In honour of the tenth anniversary of my trip to Australia and New Zealand, I am re-releasing blog entries originally published elsewhere. That was a fantastic year. Here is my latest entry. Enjoy!
Alright, so I have given a brief overview of my travels on the South Island of New Zealand, and now it’s time to tell you about the North Island. The North Island is said to be rich in culture, and that much is true. We took the ferry to Wellington. It doesn’t look like it’s a far distance between the South and North Islands, but the ferry ride was about 3 hours long. Fortunately, the sea was calm. Apparently, it can be quite dicey at times with even the toughest people feeling a little seasick. We arrived in Wellington and had a bit of a look around. It seems like a nice city. I think if it weren’t for the wind, it would be a place I’d like to live. There is an obsession with seismic activity in Wellington, and with good reason: there is a huge fault line running underneath it. The museum “Te Papa” is the best example of constructing a building to withstand an earthquake. There is a special section dedicated to describing this system and how it works. I won’t even attempt to describe it here, except to say that there is a combination of sliding and absorption of shocks. I may sound a bit nerdy, but it’s actually kind of cool. I have probably already mentioned that I’m not a huge fan of museums (I prefer art galleries) because I don’t get the fascination with the dead animals. That is still true, but Te Papa was the coolest museum I have ever been in. It was more about volcanoes, fire, and earthquakes than stuffed animals. Thus, I was content to spend a few hours in the place. Walking along the waterfront is quite nice as well, and the nightlife is way better than Christchurch.
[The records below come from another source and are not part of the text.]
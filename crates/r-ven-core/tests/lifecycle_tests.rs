//! ---
//! ems_section: "12-testing"
//! ems_subsection: "integration"
//! ems_type: "test"
//! ems_scope: "code"
//! ems_description: "Lifecycle transitions driven through an in-memory transport."
//! ems_version: "v0.0.0-prealpha"
//! ems_owner: "tbd"
//! ---
use std::sync::Arc;
use std::time::Duration;

use async_trait::async_trait;
use chrono::Utc;
use parking_lot::Mutex;
use r_ven_core::{
    EventReconciler, LifecycleSettings, LifecycleState, ReportSet, ReportSpecification, Scheduler,
    StaticDecision, VenError, VenLifecycle,
};
use r_ven_msg::{
    ActivePeriod, Event, EventBatch, EventStatus, InMemoryTransport, OptType, ReportRequest,
    RequestPayload, ResponsePayload, ResponseStatus,
};

#[derive(Default)]
struct DelayLog(Mutex<Vec<Duration>>);

#[async_trait]
impl Scheduler for DelayLog {
    async fn sleep(&self, duration: Duration) {
        self.0.lock().push(duration);
    }
}

fn settings() -> LifecycleSettings {
    LifecycleSettings {
        ven_name: "ven123".into(),
        ven_id: None,
        idle_delay: Duration::from_secs(60),
    }
}

fn reports() -> ReportSet {
    let mut set = ReportSet::new();
    set.add_report(ReportSpecification::new(
        "CurrentReport",
        "Device001",
        "current",
        "A",
        Arc::new(|| 12.5),
    ));
    set.add_report(ReportSpecification::new(
        "VoltageReport",
        "Device001",
        "voltage",
        "V",
        Arc::new(|| 230.0),
    ));
    set
}

fn lifecycle(transport: &InMemoryTransport, scheduler: Arc<DelayLog>) -> VenLifecycle {
    VenLifecycle::new(
        settings(),
        Arc::new(transport.clone()),
        scheduler,
        EventReconciler::new(Arc::new(StaticDecision(OptType::OptIn))),
        reports(),
    )
}

fn registered() -> ResponsePayload {
    ResponsePayload::CreatedPartyRegistration {
        response: ResponseStatus::ok(None),
        ven_id: Some("ven-assigned".into()),
        registration_id: Some("reg_id_123".into()),
    }
}

fn distribute(event_id: &str) -> ResponsePayload {
    let event = Event::new(
        event_id,
        0,
        EventStatus::Far,
        ActivePeriod::new(Utc::now() + chrono::Duration::minutes(5), Duration::from_secs(600)),
    );
    ResponsePayload::DistributeEvent(EventBatch {
        request_id: "dist-1".into(),
        vtn_id: Some("MyVTN".into()),
        events: vec![event],
    })
}

fn ack() -> Option<ResponsePayload> {
    Some(ResponsePayload::Response(ResponseStatus::ok(None)))
}

#[tokio::test]
async fn full_run_walks_every_state_in_order() {
    let transport = InMemoryTransport::new();
    transport.push_reply(Some(registered()));
    transport.push_reply(Some(distribute("event001")));
    transport.push_reply(ack());
    transport.push_reply(Some(ResponsePayload::RegisteredReport {
        response: ResponseStatus::ok(None),
        report_requests: vec![ReportRequest {
            report_specifier_id: "VoltageReport".into(),
            resource_id: "Device001".into(),
            measurement: "voltage".into(),
        }],
    }));
    transport.push_reply(Some(ResponsePayload::UpdatedReport {
        response: ResponseStatus::ok(None),
    }));
    transport.push_reply(Some(ResponsePayload::CanceledPartyRegistration {
        response: ResponseStatus::ok(None),
        registration_id: Some("reg_id_123".into()),
    }));
    let scheduler = Arc::new(DelayLog::default());

    let mut lifecycle = lifecycle(&transport, scheduler.clone());
    let summary = lifecycle.run().await.expect("lifecycle completes");

    assert_eq!(summary.final_state, LifecycleState::Cancelled);
    assert_eq!(summary.events_received, 1);
    assert_eq!(summary.responses_sent, 1);
    assert_eq!(summary.reports_registered, 2);
    assert_eq!(summary.readings_sent, 1);
    assert_eq!(*scheduler.0.lock(), vec![Duration::from_secs(60); 3]);

    let kinds: Vec<_> = transport.sent().iter().map(|r| r.kind()).collect();
    assert_eq!(
        kinds,
        [
            "oadrCreatePartyRegistration",
            "oadrPoll",
            "oadrCreatedEvent",
            "oadrRegisterReport",
            "oadrUpdateReport",
            "oadrCancelPartyRegistration"
        ]
    );

    let sent = transport.sent();
    match &sent[2].payload {
        RequestPayload::CreatedEvent {
            ven_id,
            response,
            event_responses,
        } => {
            assert_eq!(ven_id, "ven-assigned");
            assert_eq!(response.request_id.as_deref(), Some("dist-1"));
            assert_eq!(event_responses.len(), 1);
            assert_eq!(event_responses[0].event_id, "event001");
            assert_eq!(event_responses[0].opt_type, OptType::OptIn);
        }
        other => panic!("unexpected request {other:?}"),
    }
    match &sent[4].payload {
        RequestPayload::UpdateReport { readings, .. } => {
            assert_eq!(readings.len(), 1);
            assert_eq!(readings[0].value, 230.0);
        }
        other => panic!("unexpected request {other:?}"),
    }
    match &sent[5].payload {
        RequestPayload::CancelPartyRegistration {
            registration_id, ..
        } => assert_eq!(registration_id.as_deref(), Some("reg_id_123")),
        other => panic!("unexpected request {other:?}"),
    }
}

#[tokio::test]
async fn rejected_registration_is_fatal() {
    let transport = InMemoryTransport::new();
    transport.push_reply(Some(ResponsePayload::CreatedPartyRegistration {
        response: ResponseStatus::error(452, "Invalid ID"),
        ven_id: None,
        registration_id: None,
    }));
    let mut lifecycle = lifecycle(&transport, Arc::new(DelayLog::default()));

    let err = lifecycle.run().await.expect_err("registration rejected");
    assert!(matches!(err, VenError::Protocol(ref message) if message.contains("452")));
    assert_eq!(lifecycle.state(), LifecycleState::Registering);
    assert_eq!(transport.sent().len(), 1);
}

#[tokio::test]
async fn transport_failure_during_poll_stops_the_run() {
    let transport = InMemoryTransport::new();
    transport.push_reply(Some(registered()));
    transport.push_failure("connection refused");
    let mut lifecycle = lifecycle(&transport, Arc::new(DelayLog::default()));

    let err = lifecycle.run().await.expect_err("poll fails");
    assert!(matches!(err, VenError::Transport(_)));
    assert_eq!(lifecycle.state(), LifecycleState::Polling);
    assert_eq!(transport.sent().len(), 2);
}

#[tokio::test]
async fn empty_poll_sends_no_event_responses() {
    let transport = InMemoryTransport::new();
    transport.push_reply(Some(registered()));
    transport.push_reply(None);
    let mut lifecycle = lifecycle(&transport, Arc::new(DelayLog::default()));

    lifecycle.register().await.unwrap();
    let sent = lifecycle.poll().await.unwrap();

    assert_eq!(sent, 0);
    assert_eq!(lifecycle.state(), LifecycleState::Polling);
    assert_eq!(transport.sent().len(), 2);
}

#[tokio::test]
async fn steps_out_of_order_are_rejected() {
    let transport = InMemoryTransport::new();
    let scheduler = Arc::new(DelayLog::default());
    let mut lifecycle = lifecycle(&transport, scheduler.clone());

    let err = lifecycle.poll().await.expect_err("poll before registration");
    assert!(matches!(
        err,
        VenError::InvalidTransition {
            from: LifecycleState::Init,
            to: LifecycleState::Polling
        }
    ));
    assert!(transport.sent().is_empty());
    assert!(scheduler.0.lock().is_empty());
}

#[tokio::test]
async fn unacknowledged_report_registration_continues_to_cancel() {
    let transport = InMemoryTransport::new();
    transport.push_reply(Some(registered()));
    transport.push_reply(None);
    transport.push_reply(Some(ResponsePayload::RegisteredReport {
        response: ResponseStatus::error(500, "busy"),
        report_requests: Vec::new(),
    }));
    transport.push_reply(None);
    let mut lifecycle = lifecycle(&transport, Arc::new(DelayLog::default()));

    let summary = lifecycle.run().await.expect("lifecycle completes");
    assert_eq!(summary.final_state, LifecycleState::Cancelled);
    assert_eq!(summary.reports_registered, 0);
    assert_eq!(summary.readings_sent, 0);
}

#[tokio::test]
async fn negative_cancellation_is_surfaced() {
    let transport = InMemoryTransport::new();
    transport.push_reply(Some(registered()));
    transport.push_reply(None);
    transport.push_reply(ack());
    transport.push_reply(Some(ResponsePayload::CanceledPartyRegistration {
        response: ResponseStatus::error(463, "not registered"),
        registration_id: None,
    }));
    let mut lifecycle = lifecycle(&transport, Arc::new(DelayLog::default()));

    let err = lifecycle.run().await.expect_err("cancellation rejected");
    assert!(matches!(err, VenError::Protocol(_)));
    assert_eq!(lifecycle.state(), LifecycleState::Cancelling);
}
Our next overnight stop was Lake Taupo. This lake is actually a flattened volcano, with the lake being the water-filled crater. It’s actually a rather relaxing place to be – going for a walk along the water and watching the sun set over the lake. We were next off to Rotorua. This town is famous for its hot springs and sulphur smell. Our tour manager said we’d get used to the smell in about 30 minutes. Maybe my sense of smell is rather special, but I couldn’t get used to it. I went to the thermal parks and looked at the boiling mud and got the sulphur smell in full effect. I don’t know how people live there with the smell, but the boiling mud is cool. In the evening, we had a Maori Hangi-style dinner and concert. That was really good. Everyone who attended it seemed to really enjoy it, and we learned some things about Maori culture. Definitely good times.
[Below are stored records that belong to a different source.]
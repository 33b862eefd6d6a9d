//! ---
//! ems_section: "05-networking-external-interfaces"
//! ems_subsection: "module"
//! ems_type: "source"
//! ems_scope: "code"
//! ems_description: "Network connectivity towards the coordinator."
//! ems_version: "v0.0.0-prealpha"
//! ems_owner: "tbd"
//! ---
use std::time::Duration;

use async_trait::async_trait;
use r_ven_msg::{
    log_request, log_response, Codec, JsonCodec, Request, ResponsePayload, Service, Transport,
    TransportError,
};
use reqwest::header::CONTENT_TYPE;
use tracing::warn;
use url::Url;

/// Transport posting encoded requests to `<base>/<service>`.
#[derive(Debug, Clone)]
pub struct HttpTransport<C = JsonCodec> {
    client: reqwest::Client,
    base: Url,
    codec: C,
}

impl HttpTransport<JsonCodec> {
    /// JSON transport towards `base` with the given per-request timeout.
    pub fn new(base: Url, timeout: Duration) -> r_ven_msg::Result<Self> {
        Self::with_codec(base, timeout, JsonCodec)
    }
}

impl<C: Codec> HttpTransport<C> {
    /// Transport using a custom codec.
    pub fn with_codec(mut base: Url, timeout: Duration, codec: C) -> r_ven_msg::Result<Self> {
        if base.cannot_be_a_base() {
            return Err(TransportError::Invalid(format!(
                "{base} cannot be used as a base url"
            )));
        }
        if !base.path().ends_with('/') {
            let path = format!("{}/", base.path());
            base.set_path(&path);
        }
        let client = reqwest::Client::builder()
            .timeout(timeout)
            .build()
            .map_err(|err| TransportError::Invalid(format!("http client setup failed: {err}")))?;
        Ok(Self {
            client,
            base,
            codec,
        })
    }

    /// Endpoint a service is reached at.
    pub fn endpoint(&self, service: Service) -> r_ven_msg::Result<Url> {
        self.base
            .join(service.path())
            .map_err(|err| TransportError::Invalid(format!("bad endpoint: {err}")))
    }
}

#[async_trait]
impl<C: Codec> Transport for HttpTransport<C> {
    async fn submit(&self, request: Request) -> r_ven_msg::Result<Option<ResponsePayload>> {
        let service = request.service();
        let url = self.endpoint(service)?;
        let body = self.codec.encode_request(&request)?;
        log_request(self.name(), &request);

        let response = self
            .client
            .post(url)
            .header(CONTENT_TYPE, self.codec.content_type())
            .body(body)
            .send()
            .await
            .map_err(|err| TransportError::Unreachable {
                service: service.path(),
                reason: err.to_string(),
            })?;

        let status = response.status();
        if !status.is_success() {
            warn!(service = service.path(), status = status.as_u16(), "coordinator rejected request");
            return Err(TransportError::Status {
                service: service.path(),
                status: status.as_u16(),
            });
        }

        let bytes = response
            .bytes()
            .await
            .map_err(|err| TransportError::Unreachable {
                service: service.path(),
                reason: err.to_string(),
            })?;
        let payload = self.codec.decode_response(&bytes)?;
        log_response(self.name(), &request, payload.as_ref());
        Ok(payload)
    }

    fn name(&self) -> &'static str {
        "http"
    }
}
//! ---
//! ems_section: "01-core-functionality"
//! ems_subsection: "module"
//! ems_type: "source"
//! ems_scope: "code"
//! ems_description: "Shared primitives and utilities for the participant runtime."
//! ems_version: "v0.0.0-prealpha"
//! ems_owner: "tbd"
//! ---
use anyhow::{Context, Result};
use once_cell::sync::OnceCell;
use serde::{Deserialize, Serialize};
use tracing::info;
use tracing_appender::non_blocking::{NonBlocking, WorkerGuard};
use tracing_appender::rolling;
use tracing_subscriber::filter::EnvFilter;
use tracing_subscriber::fmt;
use tracing_subscriber::layer::{Layer, SubscriberExt};
use tracing_subscriber::registry::Registry;
use tracing_subscriber::util::SubscriberInitExt;

use crate::config::LoggingConfig;

const LOG_ENV: &str = "R_VEN_LOG";
const DEFAULT_DIRECTIVE: &str = "info";

/// Writer guards for the daemon's lifetime: (stdout, rolling file).
static GUARDS: OnceCell<(WorkerGuard, WorkerGuard)> = OnceCell::new();

type BoxedLayer = Box<dyn Layer<Registry> + Send + Sync>;

/// Console rendering of participant logs.
#[derive(Debug, Clone, Copy, Serialize, Deserialize, PartialEq, Eq, Default)]
#[serde(rename_all = "kebab-case")]
pub enum LogFormat {
    #[default]
    StructuredJson,
    Pretty,
}

/// Install the participant subscriber: console output in `config.format`
/// plus `<directory>/<service>.log.<date>` in JSON.
pub fn init_tracing(service: &str, config: &LoggingConfig) -> Result<()> {
    std::fs::create_dir_all(&config.directory).with_context(|| {
        format!("unable to create log directory {}", config.directory.display())
    })?;

    let (console, console_guard) = tracing_appender::non_blocking(std::io::stdout());
    let (file, file_guard) =
        tracing_appender::non_blocking(rolling::daily(&config.directory, format!("{service}.log")));
    let _ = GUARDS.set((console_guard, file_guard));

    let layers = vec![console_layer(config.format, console), json_layer(file)];
    tracing_subscriber::registry()
        .with(layers)
        .with(participant_filter())
        .try_init()
        .ok();

    info!(service, log_dir = %config.directory.display(), format = ?config.format, "tracing initialised");
    Ok(())
}

fn console_layer(format: LogFormat, writer: NonBlocking) -> BoxedLayer {
    let layer = fmt::layer()
        .with_timer(fmt::time::UtcTime::rfc_3339())
        .with_writer(writer);
    match format {
        LogFormat::StructuredJson => layer.with_target(false).json().boxed(),
        LogFormat::Pretty => layer.boxed(),
    }
}

fn json_layer(writer: NonBlocking) -> BoxedLayer {
    fmt::layer()
        .with_timer(fmt::time::UtcTime::rfc_3339())
        .json()
        .with_writer(writer)
        .boxed()
}

/// `R_VEN_LOG`, then `RUST_LOG`, then `info`.
fn participant_filter() -> EnvFilter {
    let directive = std::env::var(LOG_ENV)
        .or_else(|_| std::env::var(EnvFilter::DEFAULT_ENV))
        .unwrap_or_else(|_| DEFAULT_DIRECTIVE.to_owned());
    EnvFilter::try_new(&directive).unwrap_or_else(|err| {
        eprintln!("ignoring log directive '{directive}' ({err}); using {DEFAULT_DIRECTIVE}");
        EnvFilter::new(DEFAULT_DIRECTIVE)
    })
}
//! ---
//! ems_section: "11-simulation"
//! ems_subsection: "01-bootstrap"
//! ems_type: "source"
//! ems_scope: "code"
//! ems_description: "Test harness for the participant runtime and shared exports."
//! ems_version: "v0.0.0-prealpha"
//! ems_owner: "tbd"
//! ---
use std::sync::Arc;
use std::time::Duration;

use async_trait::async_trait;
use parking_lot::Mutex;
use r_ven_core::Scheduler;

use crate::clock::FixedClock;

/// Scheduler that returns immediately and remembers every requested delay.
///
/// When attached to a [`FixedClock`] the clock is advanced by each delay so
/// wall-clock checks still see time passing.
#[derive(Debug, Default)]
pub struct RecordingScheduler {
    delays: Mutex<Vec<Duration>>,
    clock: Option<Arc<FixedClock>>,
}

impl RecordingScheduler {
    pub fn new() -> Self {
        Self::default()
    }

    pub fn with_clock(clock: Arc<FixedClock>) -> Self {
        Self {
            delays: Mutex::default(),
            clock: Some(clock),
        }
    }

    pub fn delays(&self) -> Vec<Duration> {
        self.delays.lock().clone()
    }

    pub fn total(&self) -> Duration {
        self.delays.lock().iter().sum()
    }
}

#[async_trait]
impl Scheduler for RecordingScheduler {
    async fn sleep(&self, duration: Duration) {
        self.delays.lock().push(duration);
        if let Some(clock) = &self.clock {
            if let Ok(step) = chrono::Duration::from_std(duration) {
                clock.advance(step);
            }
        }
    }
}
Waitomo was next. We were in Waitomo to see the caves. There was the option to tour the caves entirely on foot and completely dry, but I chose to do the Blackwater rafting. The water is black because it’s dark, and the raft is an inner tube that you sit on as you float through the caves. At times, we had to jump backwards from waterfalls and land on our butts (with inner tubes snugly attached). We were dressed in full wetsuits; boots, shorts and helmets with flashlights attached and went into the caves. It was really neat wandering through the caves with only our flashlights to see by, and sometimes we were without those. The glow worms dotted the ceilings of the caves and looked like green stars. This doesn’t sound as romantic if you happen to know that the pretty green glow is coming from their “poo”, but try not to think about it. I decided to just think about how pretty it looked. Our guides made us find our way out in the dark. Fortunately, we all found our way out; although I did tell the guide he could have my shoes if I got lost in the cave.
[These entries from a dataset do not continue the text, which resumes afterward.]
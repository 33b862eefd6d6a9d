//! ---
//! ems_section: "01-core-functionality"
//! ems_subsection: "module"
//! ems_type: "source"
//! ems_scope: "code"
//! ems_description: "Shared primitives and utilities for the participant runtime."
//! ems_version: "v0.0.0-prealpha"
//! ems_owner: "tbd"
//! ---
use chrono::{DateTime, Utc};

/// Source of wall-clock time for checks that compare against event schedules.
pub trait Clock: Send + Sync {
    fn now(&self) -> DateTime<Utc>;
}

/// Clock backed by the host system time.
#[derive(Debug, Clone, Copy, Default)]
pub struct SystemClock;

impl Clock for SystemClock {
    fn now(&self) -> DateTime<Utc> {
        Utc::now()
    }
}

#[cfg(test)]
mod tests {
    use super::*;

    #[test]
    fn system_clock_tracks_utc_now() {
        let before = Utc::now();
        let observed = SystemClock.now();
        assert!(observed >= before);
    }
}
// red-session: Process Session Environment
//
// SPDX-FileCopyrightText: 2026 Romeo Ahmed
// SPDX-License-Identifier: GPL-3.0-or-later

//! The real process environment.

use super::{EnvBlock, EnvPrimitives, is_valid_key, validate_assignment};
use crate::error::SessionResult;
use crate::utility::encoding::os_str_to_utf8;
use tracing::trace;

/// Environment primitives backed by the process environment block.
///
/// Reads and writes go through `std::env`, which uses the wide-char API on
/// Windows. Keyed reads transcode to UTF-8 strictly; block reads leave out
/// entries that are not valid Unicode and count them.
///
/// # Thread Safety
/// The OS block is process-global. Writes made here are only ordered with
/// respect to other writes made through the same
/// [`EnvironmentCache`](crate::core::env::cache::EnvironmentCache); code that
/// calls the OS directly at the same time races with it.
#[derive(Debug, Clone, Copy, Default)]
pub struct OsEnv;

impl EnvPrimitives for OsEnv {
    fn read_block(&self) -> SessionResult<EnvBlock> {
        let block = EnvBlock::decode(std::env::vars_os());
        trace!(
            count = block.lines.len(),
            undecodable = block.undecodable,
            "read environment block"
        );
        Ok(block)
    }

    fn get(&self, key: &str) -> SessionResult<Option<String>> {
        if !is_valid_key(key) {
            return Ok(None);
        }
        match std::env::var_os(key) {
            Some(value) => Ok(Some(os_str_to_utf8(&value)?.to_owned())),
            None => Ok(None),
        }
    }

    fn set(&self, key: &str, value: &str) -> SessionResult<()> {
        // std panics on names and values the OS would reject
        validate_assignment(key, value)?;
        // SAFETY: callers serialize their own writes through the cache lock;
        // concurrent raw writers outside this crate are a documented hazard.
        unsafe {
            std::env::set_var(key, value);
        }
        Ok(())
    }

    fn remove(&self, key: &str) {
        if !is_valid_key(key) {
            return;
        }
        // SAFETY: same as `set`.
        unsafe {
            std::env::remove_var(key);
        }
    }
}
// red-session: Process Session Environment
//
// SPDX-FileCopyrightText: 2026 Romeo Ahmed
// SPDX-License-Identifier: GPL-3.0-or-later

//! Command implementations.
//!
//! ```text
//! CLI args --> cmd::run_* handlers
//!   args, config, env
//! ```

pub mod args;
pub mod config;
pub mod env;

#[cfg(test)]
mod tests;
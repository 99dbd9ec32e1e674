// red-session: Process Session Environment
//
// SPDX-FileCopyrightText: 2026 Romeo Ahmed
// SPDX-License-Identifier: GPL-3.0-or-later

//! Path-list splitting and joining.
//!
//! ```text
//! "/a:/b:/c" -> ["/a", "/b", "/c"]
//! "/a::/b"   -> ["/a", "", "/b"]     (no collapsing)
//! "/a"       -> ["/a"]
//! ""         -> []
//! ```

use crate::platform::PATH_SEPARATOR;

/// An owned path-list value that can be walked any number of times.
#[derive(Debug, Clone, PartialEq, Eq)]
pub struct SplitPath {
    value: String,
    separator: char,
}

impl SplitPath {
    /// Splits on the platform separator.
    #[must_use]
    pub fn new(value: impl Into<String>) -> Self {
        Self::with_separator(value, PATH_SEPARATOR)
    }

    #[must_use]
    pub fn with_separator(value: impl Into<String>, separator: char) -> Self {
        Self {
            value: value.into(),
            separator,
        }
    }

    /// The unsplit value.
    #[must_use]
    pub fn as_str(&self) -> &str {
        &self.value
    }

    #[must_use]
    pub const fn separator(&self) -> char {
        self.separator
    }

    /// A fresh iterator over the segments.
    #[must_use]
    pub fn iter(&self) -> Segments<'_> {
        Segments {
            inner: (!self.value.is_empty()).then(|| self.value.split(self.separator)),
        }
    }
}

impl<'a> IntoIterator for &'a SplitPath {
    type Item = &'a str;
    type IntoIter = Segments<'a>;

    fn into_iter(self) -> Self::IntoIter {
        self.iter()
    }
}

/// Iterator over the segments of a [`SplitPath`].
#[derive(Debug, Clone)]
pub struct Segments<'a> {
    inner: Option<std::str::Split<'a, char>>,
}

impl<'a> Iterator for Segments<'a> {
    type Item = &'a str;

    fn next(&mut self) -> Option<Self::Item> {
        self.inner.as_mut()?.next()
    }
}

impl std::iter::FusedIterator for Segments<'_> {}

/// Joins path segments with the platform separator.
///
/// # Example
/// ```
/// use red_session::core::env::split::{SplitPath, join_paths};
///
/// let joined = join_paths(["/usr/bin", "/bin"]);
/// let split = SplitPath::new(joined.as_str());
/// assert_eq!(split.iter().collect::<Vec<_>>(), ["/usr/bin", "/bin"]);
/// ```
#[must_use]
pub fn join_paths<I>(segments: I) -> String
where
    I: IntoIterator,
    I::Item: AsRef<str>,
{
    let mut joined = String::new();
    for (i, segment) in segments.into_iter().enumerate() {
        if i > 0 {
            joined.push(PATH_SEPARATOR);
        }
        joined.push_str(segment.as_ref());
    }
    joined
}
After Waitomo, we had a stop in Auckland and then headed up to the Bay of Islands and stayed in Paihia. It’s a nice beach/ resort town with lots of history and opportunity to enjoy the sunshine and the bay. I went dolphin spotting and sailing. I didn’t actually sail the boat, but I did help. I also had a nap on the hammock and went swimming. It was a perfect day. We had a couple of good nights out in Paihia as well. A few of us went over to Russell on the ferry and had dinner by the water. Bay of Island was fun and it was sad to leave.
At the end of the tour, I spent a few days in Auckland on my own. I visited Rangitoto Island, which not surprisingly, was created by a volcano. I walked up to the summit and looked into the crater, and walked all over the little island. It used to be a popular weekend resort place, and there are some cottages called “bachs” remaining. That was a fun day. Some other highlights of Auckland were the shopping precinct of Queen St, and some really good pizza. I wasn’t a huge fan of Auckland mostly because “just over there” usually turned out to be “waaay over there”, which made my usual method of exploration (walking) more strenuous. However, the parks are nice, especially the Domain, they have that tower, and as I mentioned good pizza. That’s it for my trip of NZ. Thanks to the Kiwis and my Contiki tour mates for helping make it a super fun and memorable trip.